Date of Award

August 2023

Degree Type

Thesis

Degree Name

Master of Science

Department

Biological Sciences

First Advisor

John A Berges

Committee Members

Erica B Young, Ryan J Newton, Gyaneshwar Prasad

Abstract

Polycyclic aromatic hydrocarbons (PAHs) are common pollutants that threaten both ecosystem and human health. The overall objective of my thesis was to describe the effects of prolonged PAH exposure on mixed microbial communities from urban river sediment. My investigation of this objective tested the central hypothesis that the process of culturing bacterial communities with PAH as the sole carbon source significantly affects both community composition and metabolic activity. This research aimed to improve the efficiency of PAH bioremediation by demonstrating the impact of PAH enrichment on the process of obtaining a PAH-degrading consortium.
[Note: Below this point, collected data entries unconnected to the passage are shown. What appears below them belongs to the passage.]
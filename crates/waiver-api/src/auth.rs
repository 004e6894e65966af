//! HTTP Basic-auth extractor and the proxy-user capability check.

use argon2::{Argon2, PasswordHash, PasswordVerifier};
use axum::extract::FromRequestParts;
use axum::http::{HeaderMap, request::Parts};
use base64::Engine as _;
use base64::engine::general_purpose::STANDARD as B64;
use waiver_core::store::WaiverStore;

use crate::{
  AppState,
  config::{AuthMethod, ServerConfig},
  error::ApiError,
};

/// The authenticated submitter of a request.
#[derive(Debug, Clone, PartialEq, Eq)]
pub struct Caller {
  pub username:  String,
  /// May record waivers on behalf of other users.
  pub can_proxy: bool,
}

impl Caller {
  pub fn new(username: impl Into<String>, config: &ServerConfig) -> Self {
    let username = username.into();
    let can_proxy = config.superusers.iter().any(|u| *u == username);
    Self { username, can_proxy }
  }

  /// Decide who a waiver is recorded for and who proxied it.
  ///
  /// Returns `(username, proxied_by)`. Asking for someone else requires the
  /// proxy capability.
  pub fn waiver_identity(
    &self,
    requested: Option<String>,
  ) -> Result<(String, Option<String>), ApiError> {
    match requested {
      Some(other) if other != self.username => {
        if !self.can_proxy {
          return Err(ApiError::Forbidden(format!(
            "user {} does not have the proxyuser ability",
            self.username
          )));
        }
        Ok((other, Some(self.username.clone())))
      }
      _ => Ok((self.username.clone(), None)),
    }
  }
}

/// Verify credentials directly from headers and return the username.
pub fn authenticate(headers: &HeaderMap, config: &ServerConfig) -> Result<String, ApiError> {
  let header_val = headers
    .get(axum::http::header::AUTHORIZATION)
    .and_then(|v| v.to_str().ok())
    .ok_or(ApiError::Unauthorized)?;

  let encoded = header_val
    .strip_prefix("Basic ")
    .ok_or(ApiError::Unauthorized)?;

  let decoded = B64.decode(encoded).map_err(|_| ApiError::Unauthorized)?;
  let creds   = std::str::from_utf8(&decoded).map_err(|_| ApiError::Unauthorized)?;

  let (username, password) = creds.split_once(':').unwrap_or((creds, ""));
  if username.is_empty() {
    return Err(ApiError::Unauthorized);
  }

  if config.auth_method == AuthMethod::Dummy {
    return Ok(username.to_owned());
  }

  let user = config
    .users
    .iter()
    .find(|u| u.username == username)
    .ok_or(ApiError::Unauthorized)?;

  let parsed_hash = PasswordHash::new(&user.password_hash)
    .map_err(|_| ApiError::Unauthorized)?;

  Argon2::default()
    .verify_password(password.as_bytes(), &parsed_hash)
    .map_err(|_| ApiError::Unauthorized)?;

  Ok(username.to_owned())
}

impl<S> FromRequestParts<AppState<S>> for Caller
where
  S: WaiverStore + Clone + Send + Sync + 'static,
  S::Error: std::error::Error + Send + Sync + 'static,
{
  type Rejection = ApiError;

  async fn from_request_parts(
    parts: &mut Parts,
    state: &AppState<S>,
  ) -> Result<Self, Self::Rejection> {
    let username = authenticate(&parts.headers, &state.config)?;
    Ok(Caller::new(username, &state.config))
  }
}
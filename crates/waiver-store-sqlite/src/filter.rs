//! Translation of [`WaiverFilter`] and [`ResultRef`] lists into a SQL
//! `WHERE` clause with positional parameters.
//!
//! Every query aliases the `waivers` table as `w`.

use rusqlite::types::Value;
use serde_json::{Value as Json, json};
use waiver_core::query::{ResultRef, WaiverFilter};

use crate::{
  Result,
  encode::{encode_dt, encode_dt_ceil, encode_subject},
};

/// Keeps only the current waiver of each supersession key. Evaluated over the
/// whole table, so a waiver stays obsolete even when its successor is
/// excluded by the other conditions.
const CURRENT_ONLY: &str = "w.id = (
     SELECT MAX(o.id) FROM waivers o
      WHERE o.subject         = w.subject
        AND o.testcase        = w.testcase
        AND o.username        = w.username
        AND o.product_version = w.product_version
   )";

/// Waivers whose (subject, testcase) is one of a JSON array of
/// `{"s": <canonical subject>, "t": <testcase>}` objects.
const PAIR_MATCH: &str = "w.id IN (
     SELECT o.id FROM json_each(?) r
       JOIN waivers o
         ON o.subject  = json_extract(r.value, '$.s')
        AND o.testcase = json_extract(r.value, '$.t')
   )";

/// A conjunction of SQL conditions and the values bound to their `?`s, in
/// order.
#[derive(Debug, Default)]
pub struct WhereClause {
  conds:  Vec<String>,
  params: Vec<Value>,
}

impl WhereClause {
  /// Conditions for a single-query listing, including `subject`/`testcase`.
  pub fn for_listing(filter: &WaiverFilter) -> Result<Self> {
    let mut clause = Self::common(filter);
    if let Some(subject) = &filter.subject {
      clause.eq("w.subject", encode_subject(subject)?);
    }
    if let Some(testcase) = &filter.testcase {
      clause.eq("w.testcase", testcase.clone());
    }
    Ok(clause)
  }

  /// Conditions for a bulk lookup: the filter minus `subject`/`testcase`,
  /// AND any of `results`.
  ///
  /// The refs are bound as JSON arrays and expanded with `json_each`, so the
  /// SQL has the same shape however many refs there are. Full pairs, subject
  /// only and testcase only refs each get one membership test.
  pub fn for_results(results: &[ResultRef], filter: &WaiverFilter) -> Result<Self> {
    let mut clause = Self::common(filter);
    if results.is_empty() || results.iter().any(ResultRef::is_unrestricted) {
      return Ok(clause);
    }

    let mut pairs = Vec::new();
    let mut subjects = Vec::new();
    let mut testcases = Vec::new();
    for result in results {
      match (&result.subject, &result.testcase) {
        (Some(subject), Some(testcase)) => {
          pairs.push(json!({ "s": encode_subject(subject)?, "t": testcase }));
        }
        (Some(subject), None) => subjects.push(Json::String(encode_subject(subject)?)),
        (None, Some(testcase)) => testcases.push(Json::String(testcase.clone())),
        (None, None) => {}
      }
    }

    let mut alternatives = Vec::with_capacity(3);
    if !pairs.is_empty() {
      alternatives.push(PAIR_MATCH);
      clause.params.push(Value::Text(Json::Array(pairs).to_string()));
    }
    if !subjects.is_empty() {
      alternatives.push("w.subject IN (SELECT value FROM json_each(?))");
      clause.params.push(Value::Text(Json::Array(subjects).to_string()));
    }
    if !testcases.is_empty() {
      alternatives.push("w.testcase IN (SELECT value FROM json_each(?))");
      clause.params.push(Value::Text(Json::Array(testcases).to_string()));
    }
    clause.conds.push(format!("({})", alternatives.join(" OR ")));
    Ok(clause)
  }

  fn common(filter: &WaiverFilter) -> Self {
    let mut clause = Self::default();
    if let Some(product_version) = &filter.product_version {
      clause.eq("w.product_version", product_version.clone());
    }
    if let Some(username) = &filter.username {
      clause.eq("w.username", username.clone());
    }
    if let Some(proxied_by) = &filter.proxied_by {
      clause.eq("w.proxied_by", proxied_by.clone());
    }
    if let Some(since) = &filter.since {
      clause.conds.push("w.timestamp >= ?".to_owned());
      // Rounded up: a bound between two stored microseconds must not admit
      // the earlier one.
      clause.params.push(Value::Text(encode_dt_ceil(since.start)));
      if let Some(end) = since.end {
        clause.conds.push("w.timestamp <= ?".to_owned());
        clause.params.push(Value::Text(encode_dt(end)));
      }
    }
    if !filter.include_obsolete {
      clause.conds.push(CURRENT_ONLY.to_owned());
    }
    clause
  }

  fn eq(&mut self, column: &str, value: String) {
    self.conds.push(format!("{column} = ?"));
    self.params.push(Value::Text(value));
  }

  /// `WHERE ...`, or an empty string when there are no conditions.
  pub fn sql(&self) -> String {
    if self.conds.is_empty() {
      String::new()
    } else {
      format!("WHERE {}", self.conds.join(" AND "))
    }
  }

  pub fn into_params(self) -> Vec<Value> { self.params }
}
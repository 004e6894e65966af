//! Error types for `waiver-core`.

use thiserror::Error;

#[derive(Debug, Error)]
pub enum Error {
  #[error("subject must be a JSON object with string values")]
  InvalidSubject,

  #[error("time data '{0}' does not match format '%Y-%m-%dT%H:%M:%S.%f'")]
  InvalidSince(String),

  #[error("serialization error: {0}")]
  Serialization(#[from] serde_json::Error),
}

pub type Result<T, E = Error> = std::result::Result<T, E>;
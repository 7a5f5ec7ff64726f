mod display;

use std::io::stdout;
use std::time::{Duration, Instant};

use macroquad::prelude::{
    is_key_down, is_key_pressed, is_quit_requested, next_frame, prevent_quit, Conf, KeyCode,
};
use rand::thread_rng;

use urban_defender::assets::{self, AssetPaths, SpriteSheet};
use urban_defender::compute::{init_state, tick};
use urban_defender::config::{Rules, SCREEN_HEIGHT, SCREEN_WIDTH, TARGET_FPS, WINDOW_TITLE};
use urban_defender::diagnostics;
use urban_defender::entities::{EndReason, FrameInput, GameStatus};

const FRAME: Duration = Duration::from_nanos(1_000_000_000 / TARGET_FPS as u64);

fn window_conf() -> Conf {
    Conf {
        window_title: WINDOW_TITLE.to_string(),
        window_width: SCREEN_WIDTH,
        window_height: SCREEN_HEIGHT,
        window_resizable: false,
        ..Default::default()
    }
}

/// Sample the keyboard and the window close button for this frame.
fn poll_input() -> FrameInput {
    FrameInput {
        left: is_key_down(KeyCode::Left),
        right: is_key_down(KeyCode::Right),
        fire: is_key_pressed(KeyCode::Space),
        quit: is_quit_requested(),
    }
}

/// Print the startup report and decode the sprites.  `None` after a
/// failure has been reported.
fn load_assets() -> Option<SpriteSheet> {
    let mut out = stdout();
    let cwd = std::env::current_dir().unwrap_or_default();
    let paths = AssetPaths::under(&assets::asset_base());
    if let Err(e) = diagnostics::report_probe(&mut out, &cwd, &paths) {
        log::warn!("could not write startup report: {e}");
    }

    match assets::load_sprites(&paths) {
        Ok(sheet) => {
            if let Err(e) = diagnostics::report_loaded(&mut out) {
                log::warn!("could not write startup report: {e}");
            }
            Some(sheet)
        }
        Err(err) => {
            log::error!("asset load failed: {err}");
            if let Err(e) = diagnostics::report_failure(&mut out, &err) {
                log::warn!("could not write failure report: {e}");
            }
            None
        }
    }
}

// ── Entry point ───────────────────────────────────────────────────────────────

#[macroquad::main(window_conf)]
async fn main() {
    env_logger::Builder::from_env(env_logger::Env::default().default_filter_or("warn")).init();

    let Some(sheet) = load_assets() else {
        std::process::exit(1);
    };

    // Route the close button through the input step instead of exiting.
    prevent_quit();

    let textures = display::Textures::upload(&sheet);
    let mut rng = thread_rng();
    let mut state = init_state(Rules::default(), sheet.sizes(), &mut rng);
    let started = Instant::now();

    loop {
        let frame_start = Instant::now();

        let input = poll_input();
        let now_ms = started.elapsed().as_millis() as u64;
        state = tick(&state, &input, now_ms, &mut rng);

        if state.status == GameStatus::Terminated(EndReason::WindowClosed) {
            break;
        }

        // The final frame of a lost game is still shown once.
        display::render(&state, &textures);
        next_frame().await;

        if !state.is_running() {
            break;
        }

        let elapsed = frame_start.elapsed();
        if elapsed < FRAME {
            std::thread::sleep(FRAME - elapsed);
        }
    }

    log::info!(
        "session ended ({:?}): score {} after {} frames",
        state.status,
        state.score,
        state.frame
    );
}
Bioremediation has the potential to reduce the cost, effort, and environmental impact of PAH removal from an impacted environment; streamlining the process of enriching PAH-degrading microbes can make it a more viable strategy in the future. Inoculation of liquid cultures with urban river sediment yielded cultures that could grow with either phenanthrene or pyrene as a sole carbon source. The growth rate, bacterial community composition, and PAH oxidation capacity of these cultures were measured to determine which culture conditions had the greatest effect on these parameters. Growth rate of bacterial cultures was significantly affected by the carbon source immediately present in culture (hereafter carbon source). Overall diversity of the cultures was affected by the riverine sediment collection site (sediment of origin), but the specific bacterial community composition varied with the history of PAH exposure during the duration of the experiment (hereafter culture history). These communities became enriched with known PAH-degrading bacterial taxa such as Pseudomonas, Flavobacterium, and Sphingobium. Oxidation of pyrene (but not phenanthrene) decreased significantly as culture length (measured in days) increased. Culture history and sediment of origin also had significant effects on pyrene oxidation, but these effects may have been exaggerated by outliers and unbalanced experimental design. Overall, this thesis provides a foundation for further analysis of bacterial communities cultured from urban river sediment, comparison between actual and predicted PAH metabolism, and larger-scale bacterial bioremediation trials incorporating environmental conditions and other domains of life.